◆ PROBLEM TO WORK ON
Line by line, retype the whole listing exactly.

Start of Block

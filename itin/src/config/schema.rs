//! Configuration schema definitions.
//!
//! This module defines the configuration structure for itin, covering the
//! data directory, database lock behavior, and default output format.

use serde::{Deserialize, Serialize};
use std::path::PathBuf;
use std::str::FromStr;
use std::time::Duration;

use crate::error::{Error, Result};

/// Default busy timeout applied when no configuration or flag overrides it.
pub const DEFAULT_BUSY_TIMEOUT_SECONDS: u64 = 5;

/// Complete configuration structure.
///
/// Every field is optional; an unset field falls back to the built-in
/// default at the point of use. This keeps merging trivial: a later source
/// overrides a field only when it actually sets it.
///
/// # Examples
///
/// ```
/// use itin::config::Config;
/// use std::path::PathBuf;
///
/// let config = Config {
///     data_dir: Some(PathBuf::from("/tmp/itin")),
///     busy_timeout_seconds: Some(10),
///     ..Default::default()
/// };
/// assert_eq!(config.busy_timeout().as_secs(), 10);
/// ```
#[derive(Debug, Clone, Deserialize, Serialize, Default, PartialEq)]
#[serde(deny_unknown_fields)]
pub struct Config {
    /// Data directory holding the itinerary database.
    pub data_dir: Option<PathBuf>,

    /// Maximum time to wait for database lock acquisition (seconds).
    pub busy_timeout_seconds: Option<u64>,

    /// Disable automatic database initialization.
    pub disable_autoinit: Option<bool>,

    /// Default output format for list and show commands.
    pub output_format: Option<OutputFormat>,
}

impl Config {
    /// Overlays another configuration on top of this one.
    ///
    /// Fields set in `overlay` win; unset fields leave this configuration
    /// unchanged.
    pub fn merge_from(&mut self, overlay: Self) {
        if overlay.data_dir.is_some() {
            self.data_dir = overlay.data_dir;
        }
        if overlay.busy_timeout_seconds.is_some() {
            self.busy_timeout_seconds = overlay.busy_timeout_seconds;
        }
        if overlay.disable_autoinit.is_some() {
            self.disable_autoinit = overlay.disable_autoinit;
        }
        if overlay.output_format.is_some() {
            self.output_format = overlay.output_format;
        }
    }

    /// Validates the merged configuration.
    ///
    /// # Errors
    ///
    /// Returns an error when `busy_timeout_seconds` is zero; a zero timeout
    /// would make every concurrent write fail immediately.
    pub fn validate(&self) -> Result<()> {
        if self.busy_timeout_seconds == Some(0) {
            return Err(Error::InvalidConfiguration {
                message: "busy_timeout_seconds must be greater than zero".into(),
            });
        }
        Ok(())
    }

    /// Returns the configured data directory, falling back to `~/.itin`.
    ///
    /// # Errors
    ///
    /// Returns an error if no directory is configured and the home
    /// directory cannot be determined.
    pub fn resolved_data_dir(&self) -> Result<PathBuf> {
        match &self.data_dir {
            Some(dir) => Ok(dir.clone()),
            None => crate::database::default_data_dir(),
        }
    }

    /// Returns the busy timeout as a duration.
    #[must_use]
    pub fn busy_timeout(&self) -> Duration {
        Duration::from_secs(
            self.busy_timeout_seconds
                .unwrap_or(DEFAULT_BUSY_TIMEOUT_SECONDS),
        )
    }

    /// Returns true when automatic database initialization is disabled.
    #[must_use]
    pub fn autoinit_disabled(&self) -> bool {
        self.disable_autoinit.unwrap_or(false)
    }
}

/// Output format for list and show commands.
///
/// # Examples
///
/// ```
/// use itin::config::OutputFormat;
///
/// let format: OutputFormat = "json".parse().unwrap();
/// assert_eq!(format, OutputFormat::Json);
/// assert_eq!(format.to_string(), "json");
/// ```
#[derive(Debug, Clone, Copy, Deserialize, Serialize, PartialEq, Eq)]
#[serde(rename_all = "lowercase")]
pub enum OutputFormat {
    /// Human-readable table format.
    Table,
    /// JSON output format.
    Json,
    /// YAML output format.
    Yaml,
    /// CSV output format.
    Csv,
}

impl std::fmt::Display for OutputFormat {
    fn fmt(&self, f: &mut std::fmt::Formatter<'_>) -> std::fmt::Result {
        match self {
            Self::Table => write!(f, "table"),
            Self::Json => write!(f, "json"),
            Self::Yaml => write!(f, "yaml"),
            Self::Csv => write!(f, "csv"),
        }
    }
}

impl FromStr for OutputFormat {
    type Err = Error;

    fn from_str(s: &str) -> Result<Self> {
        match s.to_lowercase().as_str() {
            "table" => Ok(Self::Table),
            "json" => Ok(Self::Json),
            "yaml" => Ok(Self::Yaml),
            "csv" => Ok(Self::Csv),
            other => Err(Error::validation(
                "output_format",
                format!("invalid output format \"{other}\" (expected table/json/yaml/csv)"),
            )),
        }
    }
}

End of Block

◆ COMPLETED EXERCISE
filename itin/src/config/schema.rs
//! Configuration schema definitions.
//!
//! This module defines the configuration structure for itin, covering the
//! data directory, database lock behavior, and default output format.

use serde::{Deserialize, Serialize};
use std::path::PathBuf;
use std::str::FromStr;
use std::time::Duration;

use crate::error::{Error, Result};

/// Default busy timeout applied when no configuration or flag overrides it.
pub const DEFAULT_BUSY_TIMEOUT_SECONDS: u64 = 5;

/// Complete configuration structure.
///
/// Every field is optional; an unset field falls back to the built-in
/// default at the point of use. This keeps merging trivial: a later source
/// overrides a field only when it actually sets it.
///
/// # Examples
///
/// ```
/// use itin::config::Config;
/// use std::path::PathBuf;
///
/// let config = Config {
///     data_dir: Some(PathBuf::from("/tmp/itin")),
///     busy_timeout_seconds: Some(10),
///     ..Default::default()
/// };
/// assert_eq!(config.busy_timeout().as_secs(), 10);
/// ```
#[derive(Debug, Clone, Deserialize, Serialize, Default, PartialEq)]
#[serde(deny_unknown_fields)]
pub struct Config {
    /// Data directory holding the itinerary database.
    pub data_dir: Option<PathBuf>,

    /// Maximum time to wait for database lock acquisition (seconds).
    pub busy_timeout_seconds: Option<u64>,

    /// Disable automatic database initialization.
    pub disable_autoinit: Option<bool>,

    /// Default output format for list and show commands.
    pub output_format: Option<OutputFormat>,
}

impl Config {
    /// Overlays another configuration on top of this one.
    ///
    /// Fields set in `overlay` win; unset fields leave this configuration
    /// unchanged.
    pub fn merge_from(&mut self, overlay: Self) {
        if overlay.data_dir.is_some() {
            self.data_dir = overlay.data_dir;
        }
        if overlay.busy_timeout_seconds.is_some() {
            self.busy_timeout_seconds = overlay.busy_timeout_seconds;
        }
        if overlay.disable_autoinit.is_some() {
            self.disable_autoinit = overlay.disable_autoinit;
        }
        if overlay.output_format.is_some() {
            self.output_format = overlay.output_format;
        }
    }

    /// Validates the merged configuration.
    ///
    /// # Errors
    ///
    /// Returns an error when `busy_timeout_seconds` is zero; a zero timeout
    /// would make every concurrent write fail immediately.
    pub fn validate(&self) -> Result<()> {
        if self.busy_timeout_seconds == Some(0) {
            return Err(Error::InvalidConfiguration {
                message: "busy_timeout_seconds must be greater than zero".into(),
            });
        }
        Ok(())
    }

    /// Returns the configured data directory, falling back to `~/.itin`.
    ///
    /// # Errors
    ///
    /// Returns an error if no directory is configured and the home
    /// directory cannot be determined.
    pub fn resolved_data_dir(&self) -> Result<PathBuf> {
        match &self.data_dir {
            Some(dir) => Ok(dir.clone()),
            None => crate::database::default_data_dir(),
        }
    }

    /// Returns the busy timeout as a duration.
    #[must_use]
    pub fn busy_timeout(&self) -> Duration {
        Duration::from_secs(
            self.busy_timeout_seconds
                .unwrap_or(DEFAULT_BUSY_TIMEOUT_SECONDS),
        )
    }

    /// Returns true when automatic database initialization is disabled.
    #[must_use]
    pub fn autoinit_disabled(&self) -> bool {
        self.disable_autoinit.unwrap_or(false)
    }
}

/// Output format for list and show commands.
///
/// # Examples
///
/// ```
/// use itin::config::OutputFormat;
///
/// let format: OutputFormat = "json".parse().unwrap();
/// assert_eq!(format, OutputFormat::Json);
/// assert_eq!(format.to_string(), "json");
/// ```
#[derive(Debug, Clone, Copy, Deserialize, Serialize, PartialEq, Eq)]
#[serde(rename_all = "lowercase")]
pub enum OutputFormat {
    /// Human-readable table format.
    Table,
    /// JSON output format.
    Json,
    /// YAML output format.
    Yaml,
    /// CSV output format.
    Csv,
}

impl std::fmt::Display for OutputFormat {
    fn fmt(&self, f: &mut std::fmt::Formatter<'_>) -> std::fmt::Result {
        match self {
            Self::Table => write!(f, "table"),
            Self::Json => write!(f, "json"),
            Self::Yaml => write!(f, "yaml"),
            Self::Csv => write!(f, "csv"),
        }
    }
}

impl FromStr for OutputFormat {
    type Err = Error;

    fn from_str(s: &str) -> Result<Self> {
        match s.to_lowercase().as_str() {
            "table" => Ok(Self::Table),
            "json" => Ok(Self::Json),
            "yaml" => Ok(Self::Yaml),
            "csv" => Ok(Self::Csv),
            other => Err(Error::validation(
                "output_format",
                format!("invalid output format \"{other}\" (expected table/json/yaml/csv)"),
            )),
        }
    }
}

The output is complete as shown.